Zwei Fragen, die ich über die Gesetze der Natur und die Gesetze der Gesellschaft erhielt:

Frage: Sie sagen, die Menschen sollten den Gesetzen der Natur folgen. Wenn die Menschen aber immer gemäß den Naturgesetzen gehandelt hätten, würden sie sich immer noch benehmen, wie im Dschungel, wo die Löwen die Antilopen fressen und wir hätten nie unsere Zivilisation entwickelt.

Meine Antwort: Wir haben uns immer den Naturgesetzen gemäß entwickelt. Jetzt sehen wir jedoch, dass wenn ich versuche Sie heute zu fressen, dann werden Sie mich morgen fressen.

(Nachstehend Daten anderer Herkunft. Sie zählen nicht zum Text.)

//! View-model construction.
//!
//! - [`builder`] - folds flat records into sections, sub-sections and collections
//! - [`ownership`] - decides where a collection belongs
//! - [`order`] - position ordering and the featured slot
//! - [`model`] - the resulting tree and the home screen derived from it

mod builder;
mod model;
mod order;
mod ownership;

pub use builder::{
    build, build_from_collections, build_from_content_items, build_from_sections,
    build_from_sub_sections, BuildOutput, ContentSource, ViewModelBuilder,
};
pub use model::{
    CollectionLocation, CollectionNode, FeaturedEntry, HomeScreen, ItemKey, PreviewItem,
    SectionNode, SubSectionNode, ViewModel,
};
pub use order::{position_key, sort_by_position, Positioned, FEATURED_POSITION};
pub use ownership::{normalize, BuildWarning, Ownership, OwnershipKey};
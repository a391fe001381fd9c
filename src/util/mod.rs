//! Utility functions shared by the content client and the terminal UI.
//!
//! - **URL validation**: content API base URLs and links opened in the browser
//! - **Text processing**: terminal width, truncation and control-character stripping

mod text;
mod url_validator;

pub use text::{display_width, single_line, strip_control_chars, truncate_to_width};
pub use url_validator::{validate_api_base_url, validate_url_for_open, UrlValidationError};
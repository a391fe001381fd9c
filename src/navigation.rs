//! Drill-down navigation through the preview.
//!
//! The stack is a plain value owned by the caller. `push` and `pop` consume
//! it and return the next state; an empty stack means the home screen is
//! showing. Frames carry everything needed to draw their screen (node
//! payload, background colour, breadcrumb) so nothing is looked up again
//! after a drill-down.

use serde::Serialize;

use crate::content::SectionInfo;
use crate::preview::{CollectionNode, PreviewItem, SubSectionNode};

/// Section shown in the back breadcrumb of a drilled-down screen.
#[derive(Debug, Clone, PartialEq, Eq, Serialize)]
pub struct Breadcrumb {
    pub section_name: String,
    pub section_icon: Option<String>,
}

impl Breadcrumb {
    pub fn from_section(section: &SectionInfo) -> Self {
        Self {
            section_name: section.section_name.clone(),
            section_icon: section.section_icon.clone(),
        }
    }
}

#[derive(Debug, Clone, PartialEq, Serialize)]
#[serde(tag = "kind", content = "payload", rename_all = "kebab-case")]
pub enum FrameKind {
    Collection(CollectionNode),
    SubSection(SubSectionNode),
    Article(PreviewItem),
}

/// One screen on the navigation stack.
#[derive(Debug, Clone, PartialEq, Serialize)]
pub struct NavigationFrame {
    #[serde(flatten)]
    pub kind: FrameKind,
    pub background_color: Option<String>,
    pub breadcrumb: Option<Breadcrumb>,
}

impl NavigationFrame {
    /// Collection screen. Its own colour wins over the one inherited from
    /// the screen it was opened from.
    pub fn collection(
        node: CollectionNode,
        breadcrumb: Option<Breadcrumb>,
        inherited_bg: Option<&str>,
    ) -> Self {
        let background_color = non_blank(node.info.bg_color.as_deref())
            .or(non_blank(inherited_bg))
            .map(str::to_string);
        Self {
            kind: FrameKind::Collection(node),
            background_color,
            breadcrumb,
        }
    }

    pub fn sub_section(
        node: SubSectionNode,
        section: Option<&SectionInfo>,
        inherited_bg: Option<&str>,
    ) -> Self {
        let background_color = non_blank(node.info.bg_color.as_deref())
            .or(non_blank(inherited_bg))
            .map(str::to_string);
        Self {
            kind: FrameKind::SubSection(node),
            background_color,
            breadcrumb: section.map(Breadcrumb::from_section),
        }
    }

    /// Article or video screen. It has no colour of its own and inherits
    /// both colour and breadcrumb from the frame it was opened from.
    pub fn article(item: PreviewItem, parent: Option<&NavigationFrame>) -> Self {
        Self {
            kind: FrameKind::Article(item),
            background_color: parent.and_then(|p| p.background_color.clone()),
            breadcrumb: parent.and_then(|p| p.breadcrumb.clone()),
        }
    }

    pub fn title(&self) -> &str {
        match &self.kind {
            FrameKind::Collection(node) => &node.info.collection_name,
            FrameKind::SubSection(node) => &node.info.subsection_name,
            FrameKind::Article(item) => &item.title,
        }
    }
}

fn non_blank(value: Option<&str>) -> Option<&str> {
    value.filter(|v| !v.trim().is_empty())
}

/// Ordered drill-down path. The last frame is the visible screen.
#[derive(Debug, Clone, Default, PartialEq)]
pub struct NavigationStack {
    frames: Vec<NavigationFrame>,
}

impl NavigationStack {
    pub fn new() -> Self {
        Self::default()
    }

    /// Stack for a deep link that opens directly on `frame`.
    pub fn seeded(frame: NavigationFrame) -> Self {
        Self {
            frames: vec![frame],
        }
    }

    #[must_use]
    pub fn push(mut self, frame: NavigationFrame) -> Self {
        tracing::debug!(depth = self.frames.len() + 1, title = frame.title(), "Navigate forward");
        self.frames.push(frame);
        self
    }

    /// Drop the visible frame. Popping the home screen leaves it unchanged.
    #[must_use]
    pub fn pop(mut self) -> Self {
        if self.frames.pop().is_some() {
            tracing::debug!(depth = self.frames.len(), "Navigate back");
        }
        self
    }

    pub fn current(&self) -> Option<&NavigationFrame> {
        self.frames.last()
    }

    pub fn depth(&self) -> usize {
        self.frames.len()
    }

    pub fn is_home(&self) -> bool {
        self.frames.is_empty()
    }

    pub fn frames(&self) -> &[NavigationFrame] {
        &self.frames
    }

    /// Horizontal offset of the screen strip: one screen width per level.
    pub fn slide_offset(&self, width: u16) -> i32 {
        let depth = i32::try_from(self.frames.len()).unwrap_or(i32::MAX);
        depth.saturating_mul(i32::from(width)).saturating_neg()
    }
}

#[cfg(test)]
mod tests {
    use super::*;
    use crate::content::{CollectionInfo, ContentKind, SubSectionInfo};
    use pretty_assertions::assert_eq;

    fn section() -> SectionInfo {
        SectionInfo {
            id: 1,
            section_name: "News".to_string(),
            section_icon: Some("newspaper".to_string()),
            position: None,
            section_type: None,
        }
    }

    fn collection(bg: Option<&str>) -> CollectionNode {
        CollectionNode {
            info: CollectionInfo {
                id: 7,
                collection_name: "Highlights".to_string(),
                position: None,
                bg_color: bg.map(str::to_string),
                view_type: None,
            },
            items: Vec::new(),
        }
    }

    fn sub_section(bg: Option<&str>) -> SubSectionNode {
        SubSectionNode {
            info: SubSectionInfo {
                id: 3,
                subsection_name: "Local".to_string(),
                subsection_description: None,
                bg_color: bg.map(str::to_string),
                position: None,
            },
            collections: Vec::new(),
        }
    }

    fn item() -> PreviewItem {
        PreviewItem {
            id: 9,
            title: "Story".to_string(),
            kind: ContentKind::Page,
            created_at: None,
            body: None,
            url: None,
        }
    }

    #[test]
    fn test_empty_stack_is_home() {
        let stack = NavigationStack::new();
        assert!(stack.is_home());
        assert!(stack.current().is_none());
        assert_eq!(stack.slide_offset(80), 0);
    }

    #[test]
    fn test_push_then_pop_returns_previous_state() {
        let before =
            NavigationStack::new().push(NavigationFrame::collection(collection(None), None, None));
        let after = before
            .clone()
            .push(NavigationFrame::article(item(), None))
            .pop();
        assert_eq!(after, before);
    }

    #[test]
    fn test_pop_on_empty_is_noop() {
        let stack = NavigationStack::new().pop().pop();
        assert!(stack.is_home());
    }

    #[test]
    fn test_current_is_last_frame() {
        let stack = NavigationStack::new()
            .push(NavigationFrame::collection(collection(None), None, None))
            .push(NavigationFrame::article(item(), None));
        assert_eq!(stack.depth(), 2);
        assert_eq!(stack.current().map(NavigationFrame::title), Some("Story"));
    }

    #[test]
    fn test_seeded_stack_starts_on_frame() {
        let stack =
            NavigationStack::seeded(NavigationFrame::collection(collection(None), None, None));
        assert_eq!(stack.depth(), 1);
        assert!(!stack.is_home());
        assert!(stack.pop().is_home());
    }

    #[test]
    fn test_slide_offset_scales_with_depth() {
        let stack = NavigationStack::new()
            .push(NavigationFrame::collection(collection(None), None, None))
            .push(NavigationFrame::article(item(), None));
        assert_eq!(stack.slide_offset(100), -200);
    }

    #[test]
    fn test_collection_colour_wins_over_inherited() {
        let frame = NavigationFrame::collection(collection(Some("#112233")), None, Some("#ffffff"));
        assert_eq!(frame.background_color.as_deref(), Some("#112233"));

        let frame = NavigationFrame::collection(collection(Some(" ")), None, Some("#ffffff"));
        assert_eq!(frame.background_color.as_deref(), Some("#ffffff"));
    }

    #[test]
    fn test_sub_section_frame_carries_breadcrumb() {
        let frame =
            NavigationFrame::sub_section(sub_section(Some("#abcdef")), Some(&section()), None);
        assert_eq!(frame.background_color.as_deref(), Some("#abcdef"));
        assert_eq!(
            frame.breadcrumb,
            Some(Breadcrumb {
                section_name: "News".to_string(),
                section_icon: Some("newspaper".to_string()),
            })
        );
    }

    #[test]
    fn test_article_inherits_from_parent() {
        let parent = NavigationFrame::collection(
            collection(Some("#010203")),
            Some(Breadcrumb::from_section(&section())),
            None,
        );
        let frame = NavigationFrame::article(item(), Some(&parent));
        assert_eq!(frame.background_color.as_deref(), Some("#010203"));
        assert_eq!(frame.breadcrumb, parent.breadcrumb);

        let orphan = NavigationFrame::article(item(), None);
        assert!(orphan.background_color.is_none());
        assert!(orphan.breadcrumb.is_none());
    }

    #[test]
    fn test_frame_serializes_with_kind_tag() {
        let frame = NavigationFrame::article(item(), None);
        let json = serde_json::to_value(&frame).unwrap();
        assert_eq!(json["kind"], "article");
        assert_eq!(json["payload"]["id"], 9);
    }
}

Deshalb sind wir zur Übereinkunft gekommen, dass wir einander nicht fressen werden. Auch dies ist ein Naturgesetz.

Frage (fortgesetzt): In allen Fällen haben die Menschen sich auf die Schaffung gesellschaftlicher Normen, einem Werte-System und Strukturen zur Unterstützung geeinigt. Deshalb wurden Regierungen geschaffen – zum Schutz der Bürger durch die sozialen Gesetze. Wie können wir nun all dies über Bord werfen und in eine andere Richtung gehen?

Meine Antwort: Wir können es tun, weil sich von diesem Augenblick an unsere Welt ändern wird. Vorher entwickelten wir uns aufgrund unserer Egoismus so, dass jeder Mensch alles tun konnte, wozu er in der Lage war. Wir schafften Gesetze, die versuchten zu verhindern, dass wir einander mit unserem Egoismus schadeten; weil ansonsten jeder von uns den anderen fressen würde.

Nun aber haben wir einen Zustand erreicht, wo unser Egoismus global und vernetzt ist, und jeder vom anderen abhängig ist. Jetzt herrscht ein anderes, ein zusätzliches Gesetz innerhalb der Gesellschaft, ein Gesetz, das besagt, dass jeder vom anderen abhängig ist und dass es kein Entrinnen gibt. Jetzt müssen die Menschen neue Gesetzeswerke schaffen.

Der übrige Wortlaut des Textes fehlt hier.